Flou le réel ? Transhumanistes, cloneurs et docteurs Nimbus en tout genre le voient comme un espace à défricher, à dépasser, à confondre avec des limites que certains n’osent imaginer. Ils minent à coups de mondes virtuels, d’IA, de biotechnologies, etc. Ils sont à leurs outils, leurs pioches technologiques. Ils brouillent les pistes, élargissant le spectre d’une alter-réalité où la fiction se brouille avec le réel. Elon Musk, Peter Thiel, Larry Page, etc. Je ne sais pas si ces explorateurs ont une vision du monde. En fait, je me dis qu’ils confondent outils et perspectives. Ils performent le réel pour le performer. Ils sont riches. Ils sont puissants. Ils sont forts. Dans un monde où il n’y a (presque) plus rien à explorer, ils dessinent les limites de nos nouvelles frontières.

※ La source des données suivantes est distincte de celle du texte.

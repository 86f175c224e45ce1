use serde::{Deserialize, Serialize};

use crate::modules::animal::{AgentId, Sex, Species};
use crate::modules::world::World;

#[derive(Debug, Clone, PartialEq, Eq, Serialize, Deserialize)]
pub struct OccupantView {
    pub id: AgentId,
    pub species: Species,
    pub sex: Sex,
    pub speed: u32,
    pub pregnant: bool,
}

#[derive(Debug, Clone, PartialEq, Eq, Serialize, Deserialize)]
pub struct TileView {
    pub x: i32,
    pub y: i32,
    pub rock: bool,
    pub grass: bool,
    pub occupant: Option<OccupantView>,
}

/// Read-only copy of the grid, row-major from `(0, 0)`.
#[derive(Debug, Clone, PartialEq, Eq, Serialize, Deserialize)]
pub struct GridSnapshot {
    pub tick: u64,
    pub dimension: usize,
    pub tiles: Vec<TileView>,
}

impl GridSnapshot {
    pub(crate) fn capture(world: &World) -> Self {
        let tiles = world
            .tiles()
            .iter()
            .map(|tile| {
                let position = tile.position();
                let occupant = tile
                    .occupant()
                    .and_then(|id| world.animal(id))
                    .map(|animal| OccupantView {
                        id: animal.id(),
                        species: animal.species(),
                        sex: animal.sex(),
                        speed: animal.speed(),
                        pregnant: animal.is_pregnant(),
                    });
                TileView {
                    x: position.x,
                    y: position.y,
                    rock: tile.is_rock(),
                    grass: tile.has_grass(),
                    occupant,
                }
            })
            .collect();

        Self {
            tick: world.tick_count(),
            dimension: world.dimension(),
            tiles,
        }
    }

    pub fn tile(&self, x: i32, y: i32) -> Option<&TileView> {
        if x < 0 || y < 0 || x as usize >= self.dimension || y as usize >= self.dimension {
            return None;
        }
        self.tiles.get(y as usize * self.dimension + x as usize)
    }

    /// One character per tile: `#` rock, `M`/`O` animals, `"` grass, `.` bare.
    pub fn render(&self) -> String {
        let mut out = String::with_capacity(self.tiles.len() + self.dimension);
        for row in self.tiles.chunks(self.dimension.max(1)) {
            for tile in row {
                let glyph = match (&tile.occupant, tile.rock, tile.grass) {
                    (_, true, _) => '#',
                    (Some(o), _, _) if o.species == Species::Mouse => 'M',
                    (Some(_), _, _) => 'O',
                    (None, _, true) => '"',
                    (None, _, false) => '.',
                };
                out.push(glyph);
            }
            out.push('\n');
        }
        out
    }
}
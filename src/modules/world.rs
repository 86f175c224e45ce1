use std::collections::HashMap;

use thiserror::Error;
use tracing::{debug, info, trace};

use crate::modules::animal::{AgentId, Animal, DeathReason, Limits, Parents, Sex, Species};
use crate::modules::config::{ConfigError, SimConfig};
use crate::modules::rng::SimRng;
use crate::modules::tick::Event;
use crate::modules::tile::{Position, Tile};
use crate::modules::view::GridSnapshot;

/// North, east, south, west and "stay in place".
pub const NEIGHBOR_OFFSETS: [(i32, i32); 5] = [(0, 1), (1, 0), (0, -1), (-1, 0), (0, 0)];

/// What a neighbor scan is looking for.
#[derive(Clone, Copy, Debug, PartialEq, Eq)]
pub enum TileQuery {
    Empty,
    Mouse,
    Owl,
    MaleMouse,
    MaleOwl,
    /// Grass that the asking agent can step onto (empty or its own tile).
    Grass,
    /// Empty or already held by the asking agent.
    Open,
}

#[derive(Debug, Error, PartialEq, Eq)]
pub enum PlacementError {
    #[error("position {0} is outside the grid")]
    OutOfBounds(Position),
    #[error("position {0} is rock")]
    Rock(Position),
    #[error("position {position} is already occupied by agent {by}")]
    Occupied { position: Position, by: AgentId },
}

#[derive(Debug, Error, PartialEq, Eq)]
pub enum InvariantViolation {
    #[error("agent {0} is registered but has no record")]
    MissingAnimal(AgentId),
    #[error("agent {0} is listed in the wrong registry")]
    WrongRegistry(AgentId),
    #[error("registries list {registered} agents but {stored} are stored")]
    RegistryMismatch { registered: usize, stored: usize },
    #[error("agent {agent_id} at {position} is not referenced by its tile")]
    NotOnTile { agent_id: AgentId, position: Position },
    #[error("tile {position} references agent {agent_id} stored elsewhere")]
    StaleTile { agent_id: AgentId, position: Position },
    #[error("tile {0} is rock but has grass or an occupant")]
    BlockedRock(Position),
}

#[derive(Debug)]
pub struct World {
    pub(crate) config: SimConfig,
    pub(crate) dimension: i32,
    pub(crate) tiles: Vec<Tile>,
    pub(crate) animals: HashMap<AgentId, Animal>,
    pub(crate) mice: Vec<AgentId>,
    pub(crate) owls: Vec<AgentId>,
    pub(crate) tick: u64,
    pub(crate) next_agent_id: AgentId,
    pub(crate) rng: SimRng,
    pub(crate) events: Vec<Event>,
}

Dangereux le réel ? Je ne vais pas épiloguer sur les épidémies, le dérèglement climatique, la notion même de vérité et ce sentiment global que quelque part, ou peut-être partout autour de nous, les choses ne tournent pas rond. Je ne pense pas que ce sentiment soit singulier à notre époque, exceptionnel et complètement nouveau. Cela doit marcher par vague. Et je ne sais pas si, aujourd’hui, tout le monde le partage. Je suis pourtant imprégné de cette désillusion, comme toute ma génération de désillusionnés, sans même avoir connu de grandes guerres, de famines et d’invasions barbares. Plus personne ne parle de Progrès ! Le réel ne semble plus fécond, comme si l’idée d’un monde meilleur n’existait plus. Un monde réel, tangible… où l’on peut encore espérer que les générations futures vivront mieux que celles d’aujourd’hui.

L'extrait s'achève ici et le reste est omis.